The interconnect model defined in Section II-B shows that the FPAA has three basic types of wires, each carrying different parasitic values into the synthesized circuit. It is possible to model routing interconnects by replacing each net between neighboring component pins with an equivalent subcircuit consisting of RC branches that connect its pins to each other to reflect the wire and on/off switch impedances, as shown in Fig. 1. Simulation of the circuit with and without this subcircuit allows observing the impact of routing parasitics on the circuit performance. The accuracy of simulation results depends on the sophistication of the employed models. In [9], a similar model has been used to compare the simulation results to the measurements from a synthesized circuit to show that the simulation and measurement results are well correlated. Since this model guides the direction of optimization, we are interested in the model's fidelity rather than its very high accuracy; therefore, this level of accuracy is sufficient for use by our optimization engine. Our tool can synthesize netlists for different placement and routing configurations to be simulated by SPICE and can extract metrics of interest from the simulation results. Although using an integrated simulator would increase the tool performance, employing an external simulator brings more flexibility in adopting different simulators as they improve in accuracy and speed.

While routing parasitics mostly affect the performance in the digital domain, they may have a serious impact, even on the functionality of an analog circuit. Therefore, the emphasis here is mainly placed on optimizing the performance to meet design requirements rather than achieving the most dense packing of the components. During the processes of placement and routing, each circuit net is associated with a different wire type in FPAA. An analog design expert can easily recognize which nets are more sensitive to the routing parasitics than others for a given circuit and will consider this when making decisions for assigning wire types to each net. We can automate the same behavior by simulating the circuit with different wire types assigned to each net using the interconnect model previously described and comparing the performance metrics that we are interested in. If a net is more sensitive to the routing parasitics, the metrics obtained by simulating that net assigned to different wire types will deviate more from the metrics of a reference circuit, compared with those of a less sensitive net. We extract a numerical value from this deviation to generate a net-sensitivity matrix where each entry corresponds to the cost of using a wire type for a net when routing the circuit.

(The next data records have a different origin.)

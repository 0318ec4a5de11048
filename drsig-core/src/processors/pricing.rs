//! Pricing engine collaborator.
//!
//! Time-of-use descriptors only carry a reference to a tariff structure.
//! Turning that reference into a price series is the job of an external
//! pricing engine; this module defines the narrow interface the decoder
//! calls and an HTTP adapter for it.

use async_trait::async_trait;
use drsig_sdk::objects::SeriesPoint;
use drsig_sdk::timestamp::format_timestamp;
use std::sync::Arc;
use thiserror::Error;
use time::Duration;
use url::Url;

use crate::config::PricingConfig;
use crate::entities::{TimeSeries, Timeframe};

/// Errors reported by a pricing engine.
#[derive(Debug, Error)]
pub enum PricingError {
    /// No pricing engine is configured.
    #[error("no pricing engine configured")]
    NotConfigured,

    /// HTTP request error
    #[error("pricing request error: {0}")]
    Request(#[from] reqwest::Error),

    /// The engine answered with a non-success status.
    #[error("pricing engine returned status {status}: {body}")]
    Api { status: u16, body: String },

    /// The engine URL could not be built.
    #[error("invalid pricing engine url: {0}")]
    Url(#[from] url::ParseError),

    /// A window bound could not be rendered for the request.
    #[error("timestamp format error: {0}")]
    Format(#[from] time::error::Format),
}

/// Resolves a tariff reference into a timestamp-indexed price series.
#[async_trait]
pub trait PricingEngine: Send + Sync {
    /// Price series for `tariff` over `window`, sampled every `step`.
    async fn resolve_tariff_series(
        &self,
        tariff: &str,
        window: Timeframe,
        step: Duration,
    ) -> Result<TimeSeries, PricingError>;
}

/// Stand-in used when no pricing endpoint is configured.
///
/// Every request fails, so tariff-based descriptors surface as decode
/// failures in the logs instead of halting the pipeline.
#[derive(Debug, Clone, Copy, Default)]
pub struct UnconfiguredPricingEngine;

#[async_trait]
impl PricingEngine for UnconfiguredPricingEngine {
    async fn resolve_tariff_series(
        &self,
        _tariff: &str,
        _window: Timeframe,
        _step: Duration,
    ) -> Result<TimeSeries, PricingError> {
        Err(PricingError::NotConfigured)
    }
}

/// Pricing engine reached over HTTP.
///
/// Issues `GET {endpoint}tariff-series?tariff&start&end&step_secs` and
/// expects a JSON array of `{timestamp, value}` points.
pub struct HttpPricingEngine {
    endpoint: Url,
    http_client: reqwest::Client,
}

impl HttpPricingEngine {
    const SERIES_PATH: &'static str = "tariff-series";

    pub fn new(endpoint: Url, timeout: std::time::Duration) -> Self {
        Self {
            endpoint,
            http_client: reqwest::Client::builder()
                .timeout(timeout)
                .build()
                .unwrap_or_else(|_| reqwest::Client::new()),
        }
    }

    /// Build the engine described by `config`.
    pub fn from_config(config: &PricingConfig) -> Arc<dyn PricingEngine> {
        match &config.endpoint {
            Some(endpoint) => Arc::new(Self::new(endpoint.clone(), config.timeout)),
            None => Arc::new(UnconfiguredPricingEngine),
        }
    }
}

#[async_trait]
impl PricingEngine for HttpPricingEngine {
    async fn resolve_tariff_series(
        &self,
        tariff: &str,
        window: Timeframe,
        step: Duration,
    ) -> Result<TimeSeries, PricingError> {
        let url = self.endpoint.join(Self::SERIES_PATH)?;
        let start = format_timestamp(window.start())?;
        let end = format_timestamp(window.end())?;
        let response = self
            .http_client
            .get(url)
            .query(&[
                ("tariff", tariff),
                ("start", start.as_str()),
                ("end", end.as_str()),
                ("step_secs", step.whole_seconds().to_string().as_str()),
            ])
            .send()
            .await?;

        let status = response.status();
        if !status.is_success() {
            let body = response.text().await.unwrap_or_default();
            return Err(PricingError::Api {
                status: status.as_u16(),
                body,
            });
        }

        let points: Vec<SeriesPoint> = response.json().await?;
        Ok(TimeSeries::from_points(
            step,
            points.into_iter().map(|p| (p.timestamp, p.value)),
        ))
    }
}
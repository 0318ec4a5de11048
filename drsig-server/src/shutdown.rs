//! Signal handling for graceful shutdown and config reload.

use crate::config::ConfigLoader;
use drsig_core::config::{ConfigStore, PushSinkConfig};
use std::sync::Arc;
use tokio::signal::unix::{SignalKind, signal};
use tokio::sync::Notify;

/// Creates a future that completes when a shutdown signal is received.
///
/// Listens for SIGTERM and SIGINT (Ctrl+C).
pub async fn shutdown_signal() {
    let (mut sigterm, mut sigint) = match (
        signal(SignalKind::terminate()),
        signal(SignalKind::interrupt()),
    ) {
        (Ok(sigterm), Ok(sigint)) => (sigterm, sigint),
        (Err(e), _) | (_, Err(e)) => {
            tracing::error!(error = %e, "Failed to install signal handlers, waiting for Ctrl+C");
            if let Err(e) = tokio::signal::ctrl_c().await {
                tracing::error!(error = %e, "Failed to listen for Ctrl+C");
                std::future::pending::<()>().await;
            }
            return;
        }
    };

    tokio::select! {
        _ = sigterm.recv() => {
            tracing::info!("Received SIGTERM, initiating graceful shutdown");
        }
        _ = sigint.recv() => {
            tracing::info!("Received SIGINT, initiating graceful shutdown");
        }
    }
}

/// Spawns a task that listens for SIGHUP and reloads the configuration.
///
/// Only the push-sink endpoints are swapped at runtime; changes to the
/// listen address, watched directory or pricing engine need a restart.
///
/// Returns a Notify that can be used to signal when shutdown is complete.
pub fn spawn_config_reload_handler(
    config_loader: Arc<ConfigLoader>,
    push_config_store: ConfigStore<PushSinkConfig>,
) -> Arc<Notify> {
    let shutdown_notify = Arc::new(Notify::new());
    let shutdown_notify_clone = shutdown_notify.clone();

    tokio::spawn(async move {
        let mut sighup = match signal(SignalKind::hangup()) {
            Ok(sighup) => sighup,
            Err(e) => {
                tracing::error!(error = %e, "Failed to install SIGHUP handler, reload disabled");
                return;
            }
        };

        loop {
            tokio::select! {
                _ = sighup.recv() => {
                    tracing::info!("Received SIGHUP, reloading configuration");
                    match config_loader.reload() {
                        Ok(loaded_config) => {
                            push_config_store.update(loaded_config.push).await;
                            tracing::info!("Configuration reloaded successfully");
                        }
                        Err(e) => {
                            tracing::error!("Failed to reload configuration: {}", e);
                        }
                    }
                }
                _ = shutdown_notify_clone.notified() => {
                    tracing::debug!("Config reload handler shutting down");
                    break;
                }
            }
        }
    });

    shutdown_notify
}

In our FPAA with three wire types, this net-sensitivity matrix is of size 3 \* n for a circuit with n nets.

To extract costs for the net-sensitivity matrix, we compare the simulations of different net-wire assignments based on a reference circuit derived from the circuit to be optimized. Ideally, one would prefer to use wires with the smallest parasitics for every net, choosing a target circuit configuration as one that uses only local interconnects for every circuit net. This may not be the case for every circuit since a higher capacitance may sometimes be required for certain nets when FPAA CABs lack large drawn capacitors to satisfy the circuit's requirements. In addition, nets connected to the FPAA input-output pins are limited to certain wire types and therefore may not be assigned to the smallest capacitance wire type. Considering all these factors, a reference circuit configuration that adds the approximate effects of the nonideal interconnects while ignoring device and routing constraints is used to obtain target performance metrics that will guide the tool during circuit refinement. To find the sensitivity of a net, we modify the reference (target) circuit by changing the interconnect type associated by that net while keeping the remaining nets in the target circuit configuration and collect the metrics from the simulation results. Since one entry for each net belongs to the target circuit configuration, 2n different circuit configurations (two interconnect types for each of the n nets) are simulated to find 2n entries of the sensitivity matrix, leaving the remaining n entries zero. In this way, the whole matrix can be populated in at most 2n + 1simulations.

The user may specify the optimization objectives in three directions: 1) equalization; 2) maximization; and 3) minimization. Each direction uses the following formulas to compute the net-interconnect costs associated with the metrics of interest:

Equalize : 
$$c_{ijt} = \frac{|X_i - x_{ijt}|}{\max(1, |X_i|)}$$
  
Maximize :  $c_{ijt} = \frac{X_i - x_{ijt}}{\max(1, |X_i|)}$   
Minimize :  $c_{ijt} = \frac{x_{ijt} - X_i}{\max(1, |X_i|)}$ 

where  $x_{ijt}$  is the value of metric *i* when net *j* is connected to wire type *t*,  $X_i$  is the target value for metric *i*, and  $c_{ijt}$  is the interconnect cost for metric *i* of net *j* connected to wire type *t*. If multiple design objectives are specified at the same time, the overall interconnect cost of net *j* for wire type *t* ( $nc_{jt}$ ) can be found as the weighted sum of  $c_{ijt}$  for each metric *i* 

$$nc_{jt} = \sum_{i}^{m} w_i * c_{ijt}$$

where  $w_i$  is the weight of metric *i*, and *m* is the number of metrics used for optimization. During the initial placement and refining phases, the net-interconnect cost of net *j* can be found by substituting the value of *t*, such that  $nc_j = nc_{it}(t)$ .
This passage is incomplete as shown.